“The LORD said to him, “Go back the way you came, and go to the Desert of Damascus. When you get there, anoint Hazael king over Aram. Also, anoint Jehu son of Nimshi king over Israel, and anoint Elisha son of Shaphat from Abel Meholah to succeed you as prophet. Jehu will put to death any who escape the sword of Hazael, and Elisha will put to death any who escape the sword of Jehu. Yet I reserve seven thousand in Israel- all whose knees have not bowed down to Baal and all whose mouths have not kissed him”.”
~1 Kings 19:15-18
When Elijah asked the question ‘What’s the Point?’ God was compelled to respond with a more strategic assignment to Elijah. The nature of his ministry changed. From the spectacular fire-spitting prophet, he became a maker of kings and disciples. While he was locking up the heavens and calling down fire, there were kings to be anointed, and prophets to be raised. Most importantly, there were seven thousand men that needed to be transformed into prophets.

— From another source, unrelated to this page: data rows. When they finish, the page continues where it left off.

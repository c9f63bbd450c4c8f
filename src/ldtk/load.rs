//! Loading LDtk projects from disk

use std::fs;
use std::path::Path;

use tracing::info;

use super::LdtkProject;
use crate::error::{PipelineError, Result};

/// Load and bind an LDtk project file
pub fn load_project(path: &Path) -> Result<LdtkProject> {
    let contents = fs::read_to_string(path).map_err(|e| PipelineError::io(path, e))?;
    let project = load_project_from_str(&contents, &path.display().to_string())?;

    info!(
        path = %path.display(),
        levels = project.levels.len(),
        entity_defs = project.defs.entities.len(),
        "loaded LDtk project"
    );
    Ok(project)
}

/// Bind an LDtk project from a JSON string; `context` names it in errors
pub fn load_project_from_str(contents: &str, context: &str) -> Result<LdtkProject> {
    serde_json::from_str(contents).map_err(|e| PipelineError::schema(context, e.to_string()))
}

#[cfg(test)]
mod tests {
    use super::*;
    use crate::fixtures::SAMPLE_PROJECT;
    use crate::ldtk::LayerType;
    use std::io::Write;
    use tempfile::NamedTempFile;

    #[test]
    fn test_load_sample() {
        let mut temp_file = NamedTempFile::new().unwrap();
        temp_file.write_all(SAMPLE_PROJECT.as_bytes()).unwrap();

        let project = load_project(temp_file.path()).unwrap();
        assert_eq!(project.world_grid_width, 16);
        assert_eq!(project.levels.len(), 2);
        assert_eq!(project.defs.entities[0].identifier, "Player");
        assert_eq!(project.defs.layers[0].layer_type, LayerType::IntGrid);

        let level = &project.levels[0];
        assert_eq!(level.layers().count(), 2);
    }

    #[test]
    fn test_missing_file() {
        let dir = tempfile::TempDir::new().unwrap();
        let result = load_project(&dir.path().join("missing.ldtk"));
        assert!(matches!(result, Err(PipelineError::InputNotFound { .. })));
    }

    #[test]
    fn test_schema_mismatch() {
        let mut temp_file = NamedTempFile::new().unwrap();
        writeln!(temp_file, "{{\"levels\": 3}}").unwrap();

        let result = load_project(temp_file.path());
        assert!(matches!(result, Err(PipelineError::SchemaMismatch { .. })));
    }

    #[test]
    fn test_unknown_layer_type_is_tolerated() {
        let json = r#"{
            "worldGridWidth": 8, "worldGridHeight": 8,
            "defs": { "layers": [ { "identifier": "Deco", "type": "Parallax" } ] },
            "levels": []
        }"#;
        let project = load_project_from_str(json, "inline").unwrap();
        assert_eq!(project.defs.layers[0].layer_type, LayerType::Unknown);
    }
}
//! World model - levels, entities and the world lookup grid
//!
//! Pure transforms from the bound LDtk project into the records the code
//! generator emits. Nothing here touches the filesystem.

mod defs;
mod entity;
mod grid;
mod level;

pub use defs::*;
pub use entity::*;
pub use grid::*;
pub use level::*;
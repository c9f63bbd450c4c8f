//! LDtk JSON data model (subset)

use serde::Deserialize;
use serde_json::Value;

/// Root of an LDtk project export
#[derive(Debug, Clone, Deserialize)]
#[serde(rename_all = "camelCase")]
pub struct LdtkProject {
    /// Width of a world grid cell in pixels
    pub world_grid_width: i64,
    /// Height of a world grid cell in pixels
    pub world_grid_height: i64,
    pub defs: LdtkDefinitions,
    pub levels: Vec<LdtkLevel>,
}

#[derive(Debug, Clone, Default, Deserialize)]
pub struct LdtkDefinitions {
    #[serde(default)]
    pub entities: Vec<EntityDef>,
    #[serde(default)]
    pub layers: Vec<LayerDef>,
}

#[derive(Debug, Clone, Deserialize)]
pub struct EntityDef {
    pub identifier: String,
    pub uid: i64,
}

/// Layer kind, from the `__type` / `type` tag
#[derive(Debug, Clone, Copy, PartialEq, Eq, Deserialize)]
pub enum LayerType {
    IntGrid,
    Entities,
    Tiles,
    AutoLayer,
    #[serde(other)]
    Unknown,
}

#[derive(Debug, Clone, Deserialize)]
#[serde(rename_all = "camelCase")]
pub struct LayerDef {
    pub identifier: String,
    #[serde(rename = "type")]
    pub layer_type: LayerType,
    #[serde(default)]
    pub int_grid_values: Vec<IntGridValueDef>,
}

#[derive(Debug, Clone, Deserialize)]
pub struct IntGridValueDef {
    pub value: i64,
    /// LDtk allows unnamed values
    #[serde(default)]
    pub identifier: Option<String>,
}

#[derive(Debug, Clone, Deserialize)]
#[serde(rename_all = "camelCase")]
pub struct LdtkLevel {
    pub identifier: String,
    pub px_wid: i64,
    pub px_hei: i64,
    pub world_x: i64,
    pub world_y: i64,
    /// `None` when the project stores levels in separate files
    #[serde(default)]
    pub layer_instances: Option<Vec<LayerInstance>>,
}

#[derive(Debug, Clone, Deserialize)]
#[serde(rename_all = "camelCase")]
pub struct LayerInstance {
    #[serde(rename = "__identifier")]
    pub identifier: String,
    #[serde(rename = "__type")]
    pub layer_type: LayerType,
    #[serde(default)]
    pub int_grid_csv: Vec<i64>,
    #[serde(default)]
    pub entity_instances: Vec<EntityInstance>,
}

#[derive(Debug, Clone, Deserialize)]
#[serde(rename_all = "camelCase")]
pub struct EntityInstance {
    #[serde(rename = "__identifier")]
    pub identifier: String,
    /// Pixel position inside the level
    pub px: [i64; 2],
    #[serde(default)]
    pub field_instances: Vec<FieldInstance>,
}

#[derive(Debug, Clone, Deserialize)]
pub struct FieldInstance {
    #[serde(rename = "__identifier")]
    pub identifier: String,
    /// Type tag such as `Point`, `String`, `Int`, `LocalEnum.Kind`
    #[serde(rename = "__type")]
    pub field_type: String,
    #[serde(rename = "__value", default)]
    pub value: Value,
}

impl LdtkLevel {
    /// Iterate layer instances, empty for external levels
    pub fn layers(&self) -> impl Iterator<Item = &LayerInstance> {
        self.layer_instances.iter().flatten()
    }
}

He searched out the kings and prophets that would execute his vision, empowered and equipped them to do what he could never do. Then he hunted down the seven thousand that God spoke about. He organized them into schools of prophets around the nation where he developed them into effective advocates of Jehovah to better counter the virus of Baaalism.
Thus when he was on his way to heaven, he could see thousands of these men from one end of the nation to another. And he had an assistant that would go on to do far more than he ever did.

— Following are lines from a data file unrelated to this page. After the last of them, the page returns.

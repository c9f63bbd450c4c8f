//! LDtk project binding
//!
//! Serde models for the part of the LDtk JSON export the pipeline reads,
//! plus loading from disk. Everything else in the document is ignored.

mod load;
mod schema;

pub use load::*;
pub use schema::*;
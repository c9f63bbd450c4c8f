//! levelgen: LDtk export → GBA world and level headers
//!
//! Reads the LDtk project named by `LDTK_PATH` (or `--input`) and writes:
//!   include/generated/world_config.h        tile/entity enums, world lookup grid
//!   include/generated/levels_intgrid.h      level index
//!   include/generated/levels/level_N.h      entity tables and level record
//!   graphics/generated/levels/levels_NNNN   palettized background + descriptor
//!
//! Usage:
//!   LDTK_PATH=assets/world.ldtk levelgen
//!   levelgen --input assets/world.ldtk --config levelgen.ron --out-dir .

use std::path::PathBuf;

use anyhow::{Context, Result};
use clap::Parser;
use tracing_subscriber::{layer::SubscriberExt, util::SubscriberInitExt};

use levelgen::PipelineConfig;

#[derive(Parser)]
#[command(name = "levelgen", version)]
#[command(about = "Generate GBA world and level headers from an LDtk project")]
struct Cli {
    /// LDtk project file
    #[arg(long, env = "LDTK_PATH")]
    input: PathBuf,

    /// RON file overriding pipeline defaults
    #[arg(long)]
    config: Option<PathBuf>,

    /// Root directory for generated include/ and graphics/
    #[arg(long)]
    out_dir: Option<PathBuf>,

    /// World lookup grid width in cells
    #[arg(long)]
    canvas_width: Option<usize>,

    /// World lookup grid height in cells
    #[arg(long)]
    canvas_height: Option<usize>,

    /// Only generate headers, leave backgrounds untouched
    #[arg(long)]
    skip_images: bool,

    /// Log per-level and per-file detail
    #[arg(short, long)]
    verbose: bool,
}

impl Cli {
    fn into_config(self) -> Result<PipelineConfig> {
        let mut config = match &self.config {
            Some(path) => PipelineConfig::load(path)?,
            None => PipelineConfig::default(),
        };

        config.input = self.input;
        if let Some(out_dir) = self.out_dir {
            config.out_dir = out_dir;
        }
        if let Some(width) = self.canvas_width {
            config.canvas.width = width;
        }
        if let Some(height) = self.canvas_height {
            config.canvas.height = height;
        }
        config.skip_images |= self.skip_images;

        config
            .validate()
            .map_err(|e| anyhow::anyhow!("invalid configuration: {}", e))?;
        Ok(config)
    }
}

fn main() -> Result<()> {
    crashlog::setup!(crashlog::cargo_metadata!().capitalized(), false);

    let cli = Cli::parse();

    let default_filter = if cli.verbose { "levelgen=debug" } else { "levelgen=info" };
    tracing_subscriber::registry()
        .with(tracing_subscriber::fmt::layer().with_writer(std::io::stderr))
        .with(
            tracing_subscriber::EnvFilter::try_from_default_env()
                .unwrap_or_else(|_| default_filter.into()),
        )
        .init();

    let config = cli.into_config()?;
    let input = config.input.clone();

    levelgen::run(&config)
        .with_context(|| format!("Failed to generate levels from {}", input.display()))?;

    Ok(())
}
use crate::token::Token;
use std::fmt;

/// Error kinds for character-level failures.
#[derive(Debug, Clone, Copy, PartialEq, Eq)]
pub enum LexErrorKind {
    /// End of input reached inside a quoted value.
    UnterminatedValue,
    /// Raw (unescaped) line break inside a quoted value.
    LineBreakInValue,
    /// `/` or `</` not followed by `>`.
    MalformedCloseMark,
}

/// A character-level error raised by the lexer.
///
/// Tokenizing stops at the first error; no tokens past it are produced.
#[derive(Debug, Clone, PartialEq, Eq)]
pub struct LexError {
    /// Human-readable error message.
    pub message: String,
    /// 0-based line where the error occurred.
    pub line: u32,
    /// 0-based column where the error occurred.
    pub column: u32,
    /// Error categorization.
    pub kind: LexErrorKind,
}

impl LexError {
    /// Error for end of input inside a quoted value.
    pub fn unterminated_value(line: u32, column: u32) -> Self {
        Self {
            message: "unexpected end of input, expected '\"'".to_string(),
            line,
            column,
            kind: LexErrorKind::UnterminatedValue,
        }
    }

    /// Error for a raw line break inside a quoted value.
    pub fn line_break_in_value(line: u32, column: u32) -> Self {
        Self {
            message: "unexpected line break inside quoted value".to_string(),
            line,
            column,
            kind: LexErrorKind::LineBreakInValue,
        }
    }

    /// Error for a close marker missing its `>`.
    pub fn expected_close_angle(found: Option<char>, line: u32, column: u32) -> Self {
        let message = match found {
            Some(c) => format!("unexpected '{}', expected '>'", c),
            None => "unexpected end of input, expected '>'".to_string(),
        };
        Self {
            message,
            line,
            column,
            kind: LexErrorKind::MalformedCloseMark,
        }
    }
}

impl fmt::Display for LexError {
    fn fmt(&self, f: &mut fmt::Formatter<'_>) -> fmt::Result {
        write!(f, "{} at {}:{}", self.message, self.line, self.column)
    }
}

impl std::error::Error for LexError {}

/// Error kinds for token-level grammar violations.
#[derive(Debug, Clone, Copy, PartialEq, Eq)]
pub enum ParseErrorKind {
    /// A token appeared where the grammar disallows it.
    UnexpectedToken,
    /// A `</>` with no matching open element.
    UnmatchedClose,
    /// The token stream ended mid-construct.
    UnexpectedEof,
}

/// A grammar violation raised by the parser.
///
/// Parsing stops at the first violation; no partial document is returned.
#[derive(Debug, Clone, PartialEq, Eq)]
pub struct ParseError {
    /// Human-readable error message naming the offending token and what
    /// was structurally expected in its place.
    pub message: String,
    /// 0-based line of the offending token (0 for end-of-input errors).
    pub line: u32,
    /// 0-based column of the offending token.
    pub column: u32,
    /// Error categorization.
    pub kind: ParseErrorKind,
}

impl ParseError {
    /// Error for a token that violates a structural precondition.
    pub fn unexpected(token: &Token<'_>, expected: &str) -> Self {
        Self {
            message: format!("unexpected {}, expected {}", token, expected),
            line: token.line,
            column: token.column_start,
            kind: ParseErrorKind::UnexpectedToken,
        }
    }

    /// Error for a `</>` with no open element to close.
    pub fn unmatched_close(token: &Token<'_>) -> Self {
        Self {
            message: "unexpected close marker, no open element".to_string(),
            line: token.line,
            column: token.column_start,
            kind: ParseErrorKind::UnmatchedClose,
        }
    }

    /// Error for a token stream that ends inside an unfinished construct.
    pub fn unexpected_eof(expected: &str) -> Self {
        Self {
            message: format!("unexpected end of input, expected {}", expected),
            line: 0,
            column: 0,
            kind: ParseErrorKind::UnexpectedEof,
        }
    }
}

impl fmt::Display for ParseError {
    fn fmt(&self, f: &mut fmt::Formatter<'_>) -> fmt::Result {
        if self.kind == ParseErrorKind::UnexpectedEof {
            f.write_str(&self.message)
        } else {
            write!(f, "{} at {}:{}", self.message, self.line, self.column)
        }
    }
}

impl std::error::Error for ParseError {}

/// Either error a full parse can fail with.
#[derive(Debug, Clone, PartialEq, Eq)]
pub enum Error {
    /// Character-level failure from the lexer.
    Lex(LexError),
    /// Token-level failure from the parser.
    Parse(ParseError),
}

impl fmt::Display for Error {
    fn fmt(&self, f: &mut fmt::Formatter<'_>) -> fmt::Result {
        match self {
            Error::Lex(e) => write!(f, "lex error: {}", e),
            Error::Parse(e) => write!(f, "parse error: {}", e),
        }
    }
}

impl std::error::Error for Error {
    fn source(&self) -> Option<&(dyn std::error::Error + 'static)> {
        match self {
            Error::Lex(e) => Some(e),
            Error::Parse(e) => Some(e),
        }
    }
}

impl From<LexError> for Error {
    fn from(e: LexError) -> Self {
        Error::Lex(e)
    }
}

impl From<ParseError> for Error {
    fn from(e: ParseError) -> Self {
        Error::Parse(e)
    }
}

The real deal about Elijah was bigger than calling down fire from heaven. The real work Elijah did was awesome. Elijah anointed two kings. One was a king from a foreign nation to forestall any kind of demonic, idolatrous incursion or problems coming in from that nation. The second king that he anointed eventually destroyed the worship of Baal in Israel. In addition, Elijah mentored a prophet that performed more miracles than him, Elisha. To crown it all, he set up schools of the prophets.
Thus while Elijah is better known for the fire that fell on Carmel, he transformed his nation and altered the course of their history due to a less known — but far more powerful and effective — aspect of his work.